And it’s it’s funny, because when we first started, you know, a lot of a lot of the young people were a little nervous about getting their hands dirty. And by the time the project was over, every one of them had taken such deep ownership of the community and of the land, it was just an incredible experience to see, truly.
Yeah, that makes me smile so much. I got a big grin on my face. And I’m ready to snap, because I think it’s so it’s so powerful to get youth connected, again, to land, to food, to community, to all these important ideas, and also talking about Black food sovereignty and what that looks like. And before I jump into that piece there, I’m just a little curious around those findings that were conducted from the community research that you’re touching on. Could you share some of that? Or maybe anything that perhaps surprised you from those results?
Yeah, I think, for me, a lot of the research that took place during those that community research was deeply interrelated with the impacts of COVID, because we were seeing COVID shut down small businesses. And we know that a lot of Black food businesses are essentially in that small to medium size, business kind of landscape. And, you know, A – like transportation costs increasing and reduced transportation, we were seeing flights, for example, we were seeing flights shut down because of travel restrictions. And a lot of these Black food businesses that were importing food, let’s say from the Caribbean, were struggling because they saw spikes to the cost of importing food. And it just really, it really made us more aware of – and this isn’t just Black food businesses this, we were also seeing this in grocery stores, just food in general prices were going up. And it just made us more aware of the importance of creating sustainable local food systems, as well as addressing issues of transportation internationally. And how do how do we as Black businesses come together and support one another, when it comes to exporting and importing produce from Black countries?
Yeah, that’s, that’s crucial, right. And I think it’s so neat that there’s youth being involved in these opportunities around economic research and feasibility, because oftentimes, they don’t have those sort of opportunities. So that’s really cool that they’re being part of the process. And, you know, before we jump more into Black food sovereignty, I gotta hear like, do you remember the first time you were on a farm?

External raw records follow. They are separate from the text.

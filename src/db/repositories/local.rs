//! Local in-memory repository implementation.
//!
//! Keeps events, planning items and agendas in process memory behind an
//! `RwLock`. Intended for tests and development; cloning the repository
//! shares the same underlying store.

use std::collections::HashMap;
use std::sync::{Arc, RwLock};

use async_trait::async_trait;
use chrono::Utc;

use crate::api::{AgendaId, EventId, PlanningId, RecurrenceId, UpdateMethod};
use crate::db::etag::event_etag;
use crate::db::repository::{
    EventRepository, LockRepository, PlanningRepository, RepositoryError, RepositoryResult,
};
use crate::models::event::{
    sort_events_by_start, starts_on_or_after, EventItem, EventUpdates, ItemLock,
};
use crate::models::planning::{Agenda, PlanningItem};

/// Internal data storage.
#[derive(Debug)]
struct LocalData {
    events: HashMap<EventId, EventItem>,
    plannings: HashMap<PlanningId, PlanningItem>,
    agendas: HashMap<AgendaId, Agenda>,
    next_event_id: i64,
    next_planning_id: i64,
    next_agenda_id: i64,
    next_planning_recurrence_id: i64,
    is_healthy: bool,
}

impl Default for LocalData {
    fn default() -> Self {
        Self {
            events: HashMap::new(),
            plannings: HashMap::new(),
            agendas: HashMap::new(),
            next_event_id: 0,
            next_planning_id: 0,
            next_agenda_id: 0,
            next_planning_recurrence_id: 0,
            is_healthy: true,
        }
    }
}

impl LocalData {
    fn mint_event_id(&mut self) -> EventId {
        self.next_event_id += 1;
        EventId::new(format!("event_{}", self.next_event_id))
    }

    fn mint_planning_id(&mut self) -> PlanningId {
        self.next_planning_id += 1;
        PlanningId::new(format!("plan_{}", self.next_planning_id))
    }

    fn mint_agenda_id(&mut self) -> AgendaId {
        self.next_agenda_id += 1;
        AgendaId::new(format!("agenda_{}", self.next_agenda_id))
    }

    fn mint_planning_recurrence_id(&mut self) -> RecurrenceId {
        self.next_planning_recurrence_id += 1;
        RecurrenceId::new(format!("plan_rec_{}", self.next_planning_recurrence_id))
    }

    fn refresh_event_etag(&mut self, id: &EventId) {
        if let Some(event) = self.events.get_mut(id) {
            let tag = event_etag(event);
            event.etag = Some(tag);
        }
    }
}

/// Events of `base`'s series that an update with `method` reaches, not
/// counting `base` itself. Future scope is measured against the stored
/// (pre-update) start of the edited event.
fn scoped_sibling_ids(
    data: &LocalData,
    base: &EventItem,
    stored: &EventItem,
    method: UpdateMethod,
) -> Vec<EventId> {
    let recurrence_id = match &base.recurrence_id {
        Some(id) => id,
        None => return Vec::new(),
    };
    data.events
        .values()
        .filter(|event| event.recurrence_id.as_ref() == Some(recurrence_id) && event.id != base.id)
        .filter(|event| match method {
            UpdateMethod::Single => false,
            UpdateMethod::Future => starts_on_or_after(event, stored),
            UpdateMethod::All => true,
        })
        .map(|event| event.id.clone())
        .collect()
}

(Laughs) I’m just trying to remember, I think, probably my earliest memories of being on a farm. And I don’t even know if you could consider it a farm, like a “farm” farm. But I remember riding, I think it was like, like the ponies at Chinguacousy Farm. When they have the little they have the little animal, the little animal farm there, that people can kind of walk by and view and I know I’ve always had a passion for animals and connecting with animals. And I I think those are probably my earliest memories of of kind of being on what something that semblances of a farm. I don’t I don’t know if, I do know that they have some community, like a little bit of a community garden there that they’re growing. I don’t know if they had it back in the day. But definitely, seeing those animals there reminded me of, of a farm.

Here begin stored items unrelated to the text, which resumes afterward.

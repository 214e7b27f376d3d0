//! Recurring series generation.
//!
//! Expands a recurrence rule into concrete occurrences. Occurrences step
//! through local wall-clock time and are resolved to instants afterwards, so
//! a series planned for 09:00 stays at 09:00 local across DST transitions.

use std::sync::atomic::{AtomicU64, Ordering};

use chrono::{DateTime, Datelike, Duration, Months, NaiveDateTime, Utc};
use chrono_tz::Tz;
use log::info;

use crate::api::{EventId, RecurrenceId};
use crate::config::EditorProfile;
use crate::db::repository::{FullRepository, RepositoryError, RepositoryResult};
use crate::models::event::{EventDates, EventItem};
use crate::models::recurrence::{Frequency, RecurrenceRule, RepeatEnd};
use crate::models::time::{resolve_local, week_anchor};

static NEXT_RECURRENCE_ID: AtomicU64 = AtomicU64::new(0);

fn next_recurrence_id() -> RecurrenceId {
    let n = NEXT_RECURRENCE_ID.fetch_add(1, Ordering::Relaxed) + 1;
    RecurrenceId::new(format!("rec_{}", n))
}

/// Usage summary over the events of one series.
#[derive(Debug, Clone, Copy, PartialEq, Eq)]
pub struct RecurringOverview {
    pub total: usize,
    /// Events that are posted or already have planning coverage.
    pub in_use: usize,
    pub free: usize,
}

fn occurrence_cap(rule: &RecurrenceRule, profile: &EditorProfile) -> usize {
    match rule.end {
        RepeatEnd::Count(count) => (count as usize).min(profile.max_recurrent_events),
        RepeatEnd::Until(_) => profile.max_recurrent_events,
    }
}

fn within_until(candidate: NaiveDateTime, rule: &RecurrenceRule) -> bool {
    match rule.end {
        RepeatEnd::Count(_) => true,
        // The end date is inclusive: occurrences on it still happen.
        RepeatEnd::Until(limit) => candidate.date() <= limit,
    }
}

fn daily_occurrences(
    base: NaiveDateTime,
    rule: &RecurrenceRule,
    cap: usize,
) -> Vec<NaiveDateTime> {
    let step = Duration::days(i64::from(rule.interval));
    let mut out = Vec::new();
    let mut candidate = base;
    while out.len() < cap && within_until(candidate, rule) {
        out.push(candidate);
        candidate = match candidate.checked_add_signed(step) {
            Some(next) => next,
            None => break,
        };
    }
    out
}

fn weekly_occurrences(
    base: NaiveDateTime,
    rule: &RecurrenceRule,
    cap: usize,
    start_of_week: u8,
) -> Vec<NaiveDateTime> {
    let weekdays: Vec<chrono::Weekday> = if rule.by_day.is_empty() {
        vec![base.weekday()]
    } else {
        rule.by_day.iter().map(|d| d.to_chrono()).collect()
    };
    let anchor = week_anchor(base.date(), start_of_week);
    let stride = Duration::days(i64::from(rule.interval) * 7);

    let mut out = Vec::new();
    let mut week_start = anchor;
    'weeks: loop {
        for offset in 0..7 {
            let date = match week_start.checked_add_signed(Duration::days(offset)) {
                Some(date) => date,
                None => break 'weeks,
            };
            if date < base.date() || !weekdays.contains(&date.weekday()) {
                continue;
            }
            let candidate = date.and_time(base.time());
            if out.len() >= cap || !within_until(candidate, rule) {
                break 'weeks;
            }
            out.push(candidate);
        }
        week_start = match week_start.checked_add_signed(stride) {
            Some(next) => next,
            None => break,
        };
    }
    out
}

/// Monthly and yearly stepping. Each occurrence is computed from the base
/// date, so a month-end base clamps per occurrence instead of drifting:
/// Jan 31 gives Feb 29, then Mar 31 again.
fn monthly_like_occurrences(
    base: NaiveDateTime,
    rule: &RecurrenceRule,
    cap: usize,
    months_per_unit: u32,
) -> Vec<NaiveDateTime> {
    let mut out = Vec::new();
    for k in 0u32.. {
        let months = k
            .checked_mul(rule.interval)
            .and_then(|m| m.checked_mul(months_per_unit));
        let candidate = match months.and_then(|m| base.checked_add_months(Months::new(m))) {
            Some(candidate) => candidate,
            None => break,
        };
        if out.len() >= cap || !within_until(candidate, rule) {
            break;
        }
        out.push(candidate);
    }
    out
}

/// Expand a rule into the start instants of the series, first occurrence
/// included. The result is capped by the profile's `max_recurrent_events`;
/// stepping past the calendar's supported range ends the series early.
pub fn generate_recurring_dates(
    start: DateTime<Tz>,
    rule: &RecurrenceRule,
    profile: &EditorProfile,
) -> Vec<DateTime<Tz>> {
    let tz = start.timezone();
    let base = start.naive_local();
    let cap = occurrence_cap(rule, profile);

    let occurrences = match rule.frequency {
        Frequency::Daily => daily_occurrences(base, rule, cap),
        Frequency::Weekly => weekly_occurrences(base, rule, cap, profile.start_of_week),
        Frequency::Monthly => monthly_like_occurrences(base, rule, cap, 1),
        Frequency::Yearly => monthly_like_occurrences(base, rule, cap, 12),
    };

    occurrences
        .into_iter()
        .map(|naive| resolve_local(tz, naive))
        .collect()
}

/// Expand an event's schedule into one [`EventDates`] per occurrence.
///
/// A schedule without a rule is its own single "occurrence". A rule without
/// a start cannot be expanded and yields nothing. Every occurrence keeps the
/// original duration and carries the rule.
pub fn plan_series(dates: &EventDates, profile: &EditorProfile) -> Vec<EventDates> {
    let rule = match &dates.recurring_rule {
        Some(rule) => rule,
        None => return vec![dates.clone()],
    };
    let start = match dates.start {
        Some(start) => start.with_timezone(&dates.tz),
        None => return Vec::new(),
    };
    let duration = dates.duration();

    generate_recurring_dates(start, rule, profile)
        .into_iter()
        .map(|occurrence_start| {
            let start_utc = occurrence_start.with_timezone(&Utc);
            EventDates {
                start: Some(start_utc),
                end: Some(start_utc + duration),
                tz: dates.tz,
                recurring_rule: Some(rule.clone()),
            }
        })
        .collect()
}

/// Create and persist a whole recurring series from a template event.
///
/// The template's id (when set) goes to the first occurrence; the store
/// assigns ids to the rest. All occurrences share a freshly minted
/// recurrence id. A template without a rule is created as a plain event.
///
/// # Arguments
/// * `repo` - Repository to persist into
/// * `base` - Template event carrying the rule in its schedule
/// * `profile` - Expansion limits and week layout
///
/// # Returns
/// The persisted events, in occurrence order.
pub async fn create_recurring_events<R: FullRepository>(
    repo: &R,
    base: EventItem,
    profile: &EditorProfile,
) -> RepositoryResult<Vec<EventItem>> {
    match &base.dates.recurring_rule {
        Some(rule) => {
            rule.validate().map_err(RepositoryError::ValidationError)?;
            if base.dates.start.is_none() {
                return Err(RepositoryError::ValidationError(
                    "A recurring event needs a start date".to_string(),
                ));
            }
        }
        None => {
            let created = repo.create_event(&base).await?;
            return Ok(vec![created]);
        }
    }

    let series_dates = plan_series(&base.dates, profile);
    if series_dates.is_empty() {
        return Err(RepositoryError::ValidationError(
            "The recurrence rule yields no occurrences".to_string(),
        ));
    }

    let recurrence_id = next_recurrence_id();
    info!(
        "Creating recurring series {} with {} events",
        recurrence_id,
        series_dates.len()
    );

    let mut created = Vec::with_capacity(series_dates.len());
    for (index, dates) in series_dates.into_iter().enumerate() {
        let mut event = base.clone();
        event.dates = dates;
        event.recurrence_id = Some(recurrence_id.clone());
        if index > 0 {
            event.id = EventId::new("");
        }
        created.push(repo.create_event(&event).await?);
    }
    Ok(created)
}

/// Count how many events of a series are still free of coverage and posts.
pub fn summarize_series(events: &[EventItem]) -> RecurringOverview {
    let in_use = events
        .iter()
        .filter(|e| !e.planning_ids.is_empty() || e.is_posted())
        .count();
    RecurringOverview {
        total: events.len(),
        in_use,
        free: events.len() - in_use,
    }
}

(Laughs) That’s so wholesome, thanks for answering that. So you know, I know we’re talking a lot about food and lands and connection. And I think it’s only fair that we talk a little bit about Black food sovereignty, and what that is. And I know for myself, I’ve really interpreted it differently, because I recognize that the definition is always evolving and changing, and also really has an emphasis on where it’s been applied to, when considering land and place and whatnot. But I wanted to ask you, what are your thoughts on Black food sovereignty? Or how would you define it from the position that you come from?

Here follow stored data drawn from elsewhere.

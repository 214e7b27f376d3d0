//! Repository traits and error types.
//!
//! Storage is split into capability traits so services can depend on exactly
//! what they use. [`FullRepository`] bundles them for callers that need the
//! whole surface, and is implemented automatically for any type providing
//! all three.

mod error;
mod events;
mod locks;
mod planning;

pub use error::{RepositoryError, RepositoryResult};
pub use events::EventRepository;
pub use locks::LockRepository;
pub use planning::PlanningRepository;

/// Full repository: combination of all repository capabilities.
pub trait FullRepository: EventRepository + PlanningRepository + LockRepository {}

impl<T: EventRepository + PlanningRepository + LockRepository> FullRepository for T {}
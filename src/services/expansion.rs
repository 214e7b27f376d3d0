//! Expansion of a recurring-event edit into everything it touches.

use log::debug;

use crate::api::{EventId, UpdateMethod};
use crate::db::repository::{FullRepository, RepositoryResult};
use crate::models::event::{sort_events_by_start, starts_on_or_after, EventItem};
use crate::models::planning::PlanningItem;

/// The reach of one edit: the events it spreads to and the planning items
/// covering them.
#[derive(Debug, Clone, PartialEq)]
pub struct RecurringExpansion {
    /// Events the update reaches, edited one included, by start date.
    pub events: Vec<EventItem>,
    /// Planning items covering those events. Empty when not requested or
    /// when the edited event is posted.
    pub planning_items: Vec<PlanningItem>,
}

/// Resolve which events and planning items an edit of `base` reaches.
///
/// `Single` touches only the edited event, `Future` everything from the
/// edited event onwards, `All` the entire series. Planning items are
/// fetched on request, except for posted events, whose plannings are
/// managed through the posting workflow instead.
pub async fn get_related_events_for_recurring_event<R: FullRepository>(
    repo: &R,
    base: &EventItem,
    update_method: UpdateMethod,
    include_plannings: bool,
) -> RepositoryResult<RecurringExpansion> {
    let mut events = match (&base.recurrence_id, update_method) {
        (None, _) | (_, UpdateMethod::Single) => vec![base.clone()],
        (Some(recurrence_id), UpdateMethod::Future) => repo
            .get_series(recurrence_id)
            .await?
            .into_iter()
            .filter(|event| starts_on_or_after(event, base))
            .collect(),
        (Some(recurrence_id), UpdateMethod::All) => repo.get_series(recurrence_id).await?,
    };

    // A base not yet visible in the stored series still belongs in scope.
    if !events.iter().any(|event| event.id == base.id) {
        events.push(base.clone());
        sort_events_by_start(&mut events);
    }

    let planning_items = if include_plannings && !base.is_posted() {
        let ids: Vec<EventId> = events.iter().map(|event| event.id.clone()).collect();
        repo.get_plannings_for_events(&ids).await?
    } else {
        Vec::new()
    };

    debug!(
        "Expanded event {} ({:?}) to {} events and {} planning items",
        base.id,
        update_method,
        events.len(),
        planning_items.len()
    );

    Ok(RecurringExpansion {
        events,
        planning_items,
    })
}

I feel like, especially kind of more recently being involved in, you know, in participating in the Black food sovereignty and, and having conversations with the project as well as kind of hearing other international organizations perspectives of Black food sovereignty, that it is kind of it’s a movement, and it’s not just local, it’s global. I think it’s really about bringing control and re-establishing control of our food systems within the Black community. When I think of Black food sovereignty, it’s not just food systems, like it’s bigger than food systems. It’s about re-establishing that community piece. And I think that piece is so important. Because when we’re looking at creating Black food sovereignty and what it means we need to establish those networks within the Black community for us to be able to essentially build the foundation of what is a Black-centered and Black-owned food system?.
Yeah. And so I’m definitely it’s something definitely that I think there’s so many different layers to it. And as we ask different communities, I think the definition of Black food sovereignty is going to be it’s going to be different also, based on those those different needs of the communities as well.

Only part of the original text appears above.